There are two classes of hypertension. Primary hypertension is very gradual, usually occurring over many years, and is caused by the narrowing of the arteries which increases blood pressure. Secondary hypertension can be caused by underlying health conditions, congenital (conditions present at birth) defects, or in response to certain prescription or illegal drug use, the onset of which can be very sudden.
Genetic predisposition to hypertension
Hypertension is considered a familial disease since it is proven to be highly inheritable. For young adults, the risk for developing hypertension increases significantly with each immediate family member that has hypertension. This is true for both primary and secondary classes of hypertension.
What are the risk factors for hypertension?

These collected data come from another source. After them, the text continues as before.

//! Checkpoint wire protocol.
//!
//! A remote runner can drive a single discovery pass over HTTP-shaped
//! payloads: it sends the memoized step results it already holds plus one
//! null-valued step marking the op it wants executed, and receives either the
//! workflow result or the list of newly discovered ops.

use std::collections::BTreeMap;

use serde::{Deserialize, Serialize};
use serde_json::Value;
use uuid::Uuid;

use crate::error::JsonError;

/// Execution context echoed by the caller on every checkpoint request.
#[derive(Debug, Clone, PartialEq, Serialize, Deserialize)]
pub struct CheckpointCtx {
    /// Attempt number the caller believes it is on (1-based).
    pub attempt: u32,
    /// The run being driven; `None` on the very first request.
    #[serde(default, skip_serializing_if = "Option::is_none")]
    pub run_id: Option<Uuid>,
}

/// A memoized step result carried by the caller.
///
/// Untagged: a seed is either `{"data": ...}` or `{"error": ...}`.
#[derive(Debug, Clone, PartialEq, Serialize, Deserialize)]
#[serde(untagged)]
pub enum StepSeed {
    Data { data: Value },
    Error { error: JsonError },
}

/// One checkpoint request: seeds plus at most one execution target.
///
/// Keys of `steps` are hashed op ids. A `None` value marks the single op the
/// caller wants executed during this pass; `Some` values seed the memo table.
#[derive(Debug, Clone, PartialEq, Serialize, Deserialize)]
pub struct CheckpointRequest {
    pub ctx: CheckpointCtx,
    /// Workflow input; only consulted when the request creates the run.
    #[serde(default, skip_serializing_if = "Option::is_none")]
    pub input: Option<Value>,
    #[serde(default)]
    pub steps: BTreeMap<String, Option<StepSeed>>,
}

impl CheckpointRequest {
    /// The single null-valued step, if any: the op this pass should execute.
    pub fn target(&self) -> Option<&str> {
        self.steps
            .iter()
            .find(|(_, seed)| seed.is_none())
            .map(|(hashed, _)| hashed.as_str())
    }
}

/// An op surfaced to the caller by a discovery pass.
#[derive(Debug, Clone, PartialEq, Serialize, Deserialize)]
pub struct DiscoveredOp {
    /// Hashed op id; the caller uses it as a `steps` key on the next request.
    pub id: String,
    /// Kind label ("run", "sleep", ...).
    pub op: String,
    /// Human-assigned op id.
    pub name: String,
    /// Kind-specific detail (sleep deadline, signal name, ...).
    #[serde(default, skip_serializing_if = "Option::is_none")]
    pub data: Option<Value>,
}

/// Outcome of one checkpoint pass.
#[derive(Debug, Clone, PartialEq, Serialize, Deserialize)]
#[serde(tag = "status", rename_all = "snake_case")]
pub enum CheckpointResponse {
    /// The workflow finished; `output` is its result.
    Complete { run_id: Uuid, output: Value },
    /// The workflow failed terminally.
    Failed { run_id: Uuid, error: JsonError },
    /// More ops were discovered; the caller should resolve and resend.
    Incomplete {
        run_id: Uuid,
        ops: Vec<DiscoveredOp>,
    },
}

impl CheckpointResponse {
    /// HTTP status code conventionally paired with this response.
    pub fn http_status(&self) -> u16 {
        match self {
            CheckpointResponse::Complete { .. } => 200,
            CheckpointResponse::Failed { .. } => 500,
            CheckpointResponse::Incomplete { .. } => 206,
        }
    }
}
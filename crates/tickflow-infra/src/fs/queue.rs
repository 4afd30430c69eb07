//! Filesystem [`WorkQueue`] implementation.
//!
//! One file per queued item, named `{run_at_millis:020}-{uuid}.json` so a
//! plain name sort is delivery order. A dequeue claims its item by renaming
//! it to a `.claim` path first; when two pollers race, the loser's rename
//! fails and it moves on to the next candidate.

use std::marker::PhantomData;
use std::path::{Path, PathBuf};

use chrono::{DateTime, Utc};
use serde::Serialize;
use serde::de::DeserializeOwned;
use tickflow_core::queue::WorkQueue;
use tickflow_types::error::QueueError;
use tracing::debug;
use uuid::Uuid;

use super::write_json_atomic;

fn io_err(e: std::io::Error) -> QueueError {
    QueueError::Io(e.to_string())
}

/// [`WorkQueue`] over a directory of one-file-per-item JSON documents.
pub struct FsWorkQueue<T> {
    dir: PathBuf,
    _marker: PhantomData<fn() -> T>,
}

impl<T> FsWorkQueue<T> {
    /// Queue items under `{root}/queues/{name}/`.
    pub fn new(root: impl AsRef<Path>, name: &str) -> Self {
        Self {
            dir: root.as_ref().join("queues").join(name),
            _marker: PhantomData,
        }
    }
}

/// Millis-since-epoch prefix of an item file name, if it has one.
fn due_millis(file_name: &str) -> Option<i64> {
    let stem = file_name.strip_suffix(".json")?;
    let (millis, _) = stem.split_once('-')?;
    millis.parse().ok()
}

impl<T> WorkQueue<T> for FsWorkQueue<T>
where
    T: Serialize + DeserializeOwned + Send + Sync + 'static,
{
    async fn add(&self, item: &T, run_at: DateTime<Utc>) -> Result<(), QueueError> {
        let name = format!("{:020}-{}.json", run_at.timestamp_millis(), Uuid::now_v7());
        write_json_atomic(&self.dir.join(name), item)
            .await
            .map_err(io_err)
    }

    async fn get_next(&self) -> Result<Option<T>, QueueError> {
        let mut entries = match tokio::fs::read_dir(&self.dir).await {
            Ok(entries) => entries,
            Err(e) if e.kind() == std::io::ErrorKind::NotFound => return Ok(None),
            Err(e) => return Err(io_err(e)),
        };

        let now = Utc::now().timestamp_millis();
        let mut due = Vec::new();
        while let Some(entry) = entries.next_entry().await.map_err(io_err)? {
            let name = entry.file_name();
            let Some(name) = name.to_str() else { continue };
            if due_millis(name).is_some_and(|millis| millis <= now) {
                due.push(name.to_string());
            }
        }
        due.sort();

        for name in due {
            let path = self.dir.join(&name);
            let claimed = self.dir.join(format!("{name}.claim"));
            match tokio::fs::rename(&path, &claimed).await {
                Ok(()) => {}
                // Another poller got here first.
                Err(e) if e.kind() == std::io::ErrorKind::NotFound => continue,
                Err(e) => return Err(io_err(e)),
            }
            let bytes = tokio::fs::read(&claimed).await.map_err(io_err)?;
            let item = serde_json::from_slice(&bytes)?;
            tokio::fs::remove_file(&claimed).await.map_err(io_err)?;
            debug!(item = %name, "queue item claimed");
            return Ok(Some(item));
        }
        Ok(None)
    }
}
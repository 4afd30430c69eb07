//! In-memory store and queue: the canonical single-process backend.
//!
//! Runs and ops live in concurrent maps; the registries and the queue use a
//! plain mutex since their critical sections are tiny and never held across
//! an await.

use std::collections::BTreeMap;
use std::sync::{Mutex, MutexGuard};

use chrono::{DateTime, Utc};
use dashmap::DashMap;
use tickflow_types::error::{QueueError, StoreError};
use tickflow_types::op::OpResult;
use tickflow_types::run::{Run, RunResult, WaitingInvoke, WaitingSignal};
use uuid::Uuid;

use crate::queue::WorkQueue;
use crate::store::StateStore;

fn lock<T>(mutex: &Mutex<T>) -> MutexGuard<'_, T> {
    mutex.lock().unwrap_or_else(|poisoned| poisoned.into_inner())
}

// ---------------------------------------------------------------------------
// Store
// ---------------------------------------------------------------------------

/// In-memory [`StateStore`].
#[derive(Debug, Default)]
pub struct MemoryStateStore {
    runs: DashMap<Uuid, Run>,
    ops: DashMap<(Uuid, String), OpResult>,
    waiting_signals: Mutex<Vec<WaitingSignal>>,
    waiting_invokes: DashMap<Uuid, WaitingInvoke>,
}

impl MemoryStateStore {
    pub fn new() -> Self {
        Self::default()
    }
}

impl StateStore for MemoryStateStore {
    async fn add_run(&self, run: &Run) -> Result<(), StoreError> {
        self.runs.insert(run.id, run.clone());
        Ok(())
    }

    async fn get_run(&self, run_id: Uuid) -> Result<Option<Run>, StoreError> {
        Ok(self.runs.get(&run_id).map(|r| r.clone()))
    }

    async fn finish_run(&self, run_id: Uuid, result: &RunResult) -> Result<(), StoreError> {
        let mut run = self.runs.get_mut(&run_id).ok_or(StoreError::NotFound)?;
        run.result = Some(result.clone());
        run.completed_at = Some(Utc::now());
        Ok(())
    }

    async fn bump_op_attempt(&self, run_id: Uuid, hashed_op_id: &str) -> Result<u32, StoreError> {
        let mut run = self.runs.get_mut(&run_id).ok_or(StoreError::NotFound)?;
        let attempts = run.op_attempts.entry(hashed_op_id.to_string()).or_insert(0);
        *attempts += 1;
        Ok(*attempts)
    }

    async fn reset_op_attempt(&self, run_id: Uuid, hashed_op_id: &str) -> Result<(), StoreError> {
        let mut run = self.runs.get_mut(&run_id).ok_or(StoreError::NotFound)?;
        run.op_attempts.insert(hashed_op_id.to_string(), 1);
        Ok(())
    }

    async fn get_op(
        &self,
        run_id: Uuid,
        hashed_op_id: &str,
    ) -> Result<Option<OpResult>, StoreError> {
        let key = (run_id, hashed_op_id.to_string());
        Ok(self.ops.get(&key).map(|op| op.clone()))
    }

    async fn set_op(&self, op: &OpResult, force: bool) -> Result<bool, StoreError> {
        let key = (op.run_id, op.op_id.hashed.clone());
        let mut entry = self.ops.entry(key).or_insert_with(|| op.clone());
        if entry.value() != op {
            if entry.value().outcome.is_settled() && !force {
                return Ok(false);
            }
            *entry.value_mut() = op.clone();
        }
        Ok(true)
    }

    async fn list_ops(&self, run_id: Uuid) -> Result<Vec<OpResult>, StoreError> {
        Ok(self
            .ops
            .iter()
            .filter(|entry| entry.key().0 == run_id)
            .map(|entry| entry.value().clone())
            .collect())
    }

    async fn push_waiting_signal(&self, waiting: &WaitingSignal) -> Result<(), StoreError> {
        lock(&self.waiting_signals).push(waiting.clone());
        Ok(())
    }

    async fn pop_waiting_signal(&self, signal: &str) -> Result<Option<WaitingSignal>, StoreError> {
        let mut signals = lock(&self.waiting_signals);
        let position = signals.iter().position(|w| w.signal == signal);
        Ok(position.map(|i| signals.remove(i)))
    }

    async fn pop_waiting_signal_for_op(
        &self,
        run_id: Uuid,
        hashed_op_id: &str,
    ) -> Result<Option<WaitingSignal>, StoreError> {
        let mut signals = lock(&self.waiting_signals);
        let position = signals
            .iter()
            .position(|w| w.run_id == run_id && w.hashed_op_id == hashed_op_id);
        Ok(position.map(|i| signals.remove(i)))
    }

    async fn push_waiting_invoke(&self, waiting: &WaitingInvoke) -> Result<(), StoreError> {
        self.waiting_invokes
            .insert(waiting.child_run_id, waiting.clone());
        Ok(())
    }

    async fn pop_waiting_invoke(
        &self,
        child_run_id: Uuid,
    ) -> Result<Option<WaitingInvoke>, StoreError> {
        Ok(self
            .waiting_invokes
            .remove(&child_run_id)
            .map(|(_, waiting)| waiting))
    }
}

// ---------------------------------------------------------------------------
// Queue
// ---------------------------------------------------------------------------

/// In-memory [`WorkQueue`], ordered by `(run_at, insertion uuid)`.
#[derive(Debug)]
pub struct MemoryWorkQueue<T> {
    items: Mutex<BTreeMap<(DateTime<Utc>, Uuid), T>>,
}

impl<T> MemoryWorkQueue<T> {
    pub fn new() -> Self {
        Self {
            items: Mutex::new(BTreeMap::new()),
        }
    }
}

impl<T> Default for MemoryWorkQueue<T> {
    fn default() -> Self {
        Self::new()
    }
}

impl<T: Clone + Send + Sync + 'static> WorkQueue<T> for MemoryWorkQueue<T> {
    async fn add(&self, item: &T, run_at: DateTime<Utc>) -> Result<(), QueueError> {
        lock(&self.items).insert((run_at, Uuid::now_v7()), item.clone());
        Ok(())
    }

    async fn get_next(&self) -> Result<Option<T>, QueueError> {
        let mut items = lock(&self.items);
        let due = items
            .first_key_value()
            .filter(|((run_at, _), _)| *run_at <= Utc::now())
            .map(|(key, _)| *key);
        Ok(due.and_then(|key| items.remove(&key)))
    }
}

#[cfg(test)]
mod tests {
    use super::*;
    use serde_json::json;
    use tickflow_types::error::JsonError;
    use tickflow_types::event::{EVENT_TYPE_START, EventInput};
    use tickflow_types::op::{OpConfig, OpId, OpOutcome};
    use tickflow_types::run::DEFAULT_MAX_ATTEMPTS;

    fn sample_run() -> Run {
        Run::new(
            "billing",
            EventInput::now("billing", EVENT_TYPE_START, json!({})),
            DEFAULT_MAX_ATTEMPTS,
        )
    }

    fn sample_op(run_id: Uuid, hashed: &str, outcome: OpOutcome) -> OpResult {
        OpResult {
            config: OpConfig::run(),
            op_id: OpId {
                hashed: hashed.to_string(),
                id: "step".to_string(),
                index: 0,
            },
            outcome,
            run_id,
            workflow_id: "billing".to_string(),
        }
    }

    #[tokio::test]
    async fn settled_op_is_not_overwritten_without_force() {
        let store = MemoryStateStore::new();
        let run = sample_run();
        store.add_run(&run).await.unwrap();

        let success = sample_op(run.id, "abc", OpOutcome::Success { output: json!(1) });
        assert!(store.set_op(&success, false).await.unwrap());

        let overwrite = sample_op(run.id, "abc", OpOutcome::Success { output: json!(2) });
        assert!(!store.set_op(&overwrite, false).await.unwrap());
        let stored = store.get_op(run.id, "abc").await.unwrap().unwrap();
        assert_eq!(stored.outcome, OpOutcome::Success { output: json!(1) });

        // A forced write applies (timeout finalization path).
        assert!(store.set_op(&overwrite, true).await.unwrap());
    }

    #[tokio::test]
    async fn plan_and_retryable_error_are_overwritable() {
        let store = MemoryStateStore::new();
        let run = sample_run();
        store.add_run(&run).await.unwrap();

        let plan = sample_op(run.id, "abc", OpOutcome::Plan);
        store.set_op(&plan, false).await.unwrap();
        let retryable = sample_op(
            run.id,
            "abc",
            OpOutcome::Error {
                error: JsonError::new("Error", "transient"),
            },
        );
        assert!(store.set_op(&retryable, false).await.unwrap());
        let success = sample_op(run.id, "abc", OpOutcome::Success { output: json!(1) });
        assert!(store.set_op(&success, false).await.unwrap());
    }

    #[tokio::test]
    async fn attempt_counters_bump_and_reset() {
        let store = MemoryStateStore::new();
        let run = sample_run();
        store.add_run(&run).await.unwrap();

        assert_eq!(store.bump_op_attempt(run.id, "abc").await.unwrap(), 1);
        assert_eq!(store.bump_op_attempt(run.id, "abc").await.unwrap(), 2);
        store.reset_op_attempt(run.id, "abc").await.unwrap();
        assert_eq!(store.bump_op_attempt(run.id, "abc").await.unwrap(), 2);
    }

    #[tokio::test]
    async fn waiting_signal_pops_once() {
        let store = MemoryStateStore::new();
        let waiting = WaitingSignal {
            signal: "go".to_string(),
            run_id: Uuid::now_v7(),
            hashed_op_id: "abc".to_string(),
            registered_at: Utc::now(),
        };
        store.push_waiting_signal(&waiting).await.unwrap();

        assert!(store.pop_waiting_signal("go").await.unwrap().is_some());
        assert!(store.pop_waiting_signal("go").await.unwrap().is_none());
    }

    #[tokio::test]
    async fn signal_pop_is_fifo_per_name() {
        let store = MemoryStateStore::new();
        let first_run = Uuid::now_v7();
        let second_run = Uuid::now_v7();
        for run_id in [first_run, second_run] {
            store
                .push_waiting_signal(&WaitingSignal {
                    signal: "go".to_string(),
                    run_id,
                    hashed_op_id: "abc".to_string(),
                    registered_at: Utc::now(),
                })
                .await
                .unwrap();
        }

        let popped = store.pop_waiting_signal("go").await.unwrap().unwrap();
        assert_eq!(popped.run_id, first_run);
    }

    #[tokio::test]
    async fn queue_orders_by_time() {
        let queue = MemoryWorkQueue::<&'static str>::new();
        let now = Utc::now();
        queue.add(&"later", now + chrono::Duration::hours(1)).await.unwrap();
        queue.add(&"second", now - chrono::Duration::seconds(1)).await.unwrap();
        queue.add(&"first", now - chrono::Duration::seconds(2)).await.unwrap();

        assert_eq!(queue.get_next().await.unwrap(), Some("first"));
        assert_eq!(queue.get_next().await.unwrap(), Some("second"));
        assert_eq!(queue.get_next().await.unwrap(), None);
    }
}
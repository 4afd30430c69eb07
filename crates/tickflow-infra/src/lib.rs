//! Durable backends for the tickflow engine.
//!
//! Implements the `StateStore` and `WorkQueue` contracts from
//! `tickflow-core` twice over: a filesystem layout of JSON documents with
//! atomic rename writes, and SQLite via sqlx with a split reader/writer
//! pool in WAL mode.

pub mod fs;
pub mod sqlite;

There are many factors that may increase the risk of developing hypertension. As a general rule, having two or more risk factors from the following list places an individual in the high-risk category for developing hypertension:
- Age - The risk of high blood pressure increases as you age
- Family history - High blood pressure shows high inheritability
- Being overweight - Excess body weight places excess strain on the heart to supply blood throughout the body
- Sedentary lifestyle - An inactive lifestyle can lead to elevated heart rate which adds strain on the heart
- Alcohol use - Frequent or excessive consumption of alcohol increases the risk of hypertension
- Tobacco use - Use of tobacco products increases the risk of developing hypertension
- High sodium diet – A high-salt diet can cause fluid retention in the body, which increases blood pressure
- Stress - Elevated levels of stress can cause an increase in blood pressure
Possible complications from hypertension
Hypertension can have many negative effects on the body. The higher the blood pressure and the longer it remains elevated, the more severe the possible health complications may be. Possible health complications due to hypertension include:
- Vision loss
- Kidney failure
- Cognitive impairment
- Metabolic syndrome (is the name for a group of risk factors that raises your risk for heart disease and other health problems)
- Heart attack
- Aneurysm (outward bulging of an artery wall, it occurs when part of an artery wall weakens)
Signs of hypertension
The onset of hypertension may be very subtle and go unnoticed early on. It is very important to have blood pressure monitored regularly, particularly if more than one risk factor is present. Prolonged or severe hypertension can express itself physically through several symptoms including:
- Feeling of pounding in the neck or chest
- Shortness of breath or difficulty breathing
- Confusion or cognitive impairment
- Impaired coordination
- Blood in urine
Treatments for hypertension
It is possible to maintain healthy blood pressure through proper diet, regular exercise, limiting alcohol consumption, and adopting healthy lifestyle practices. However, secondary and hereditary hypertension may require medications to lower blood pressure. There are many medications that treat hypertension and a physician should be able to find an effective treatment with minimal side effects.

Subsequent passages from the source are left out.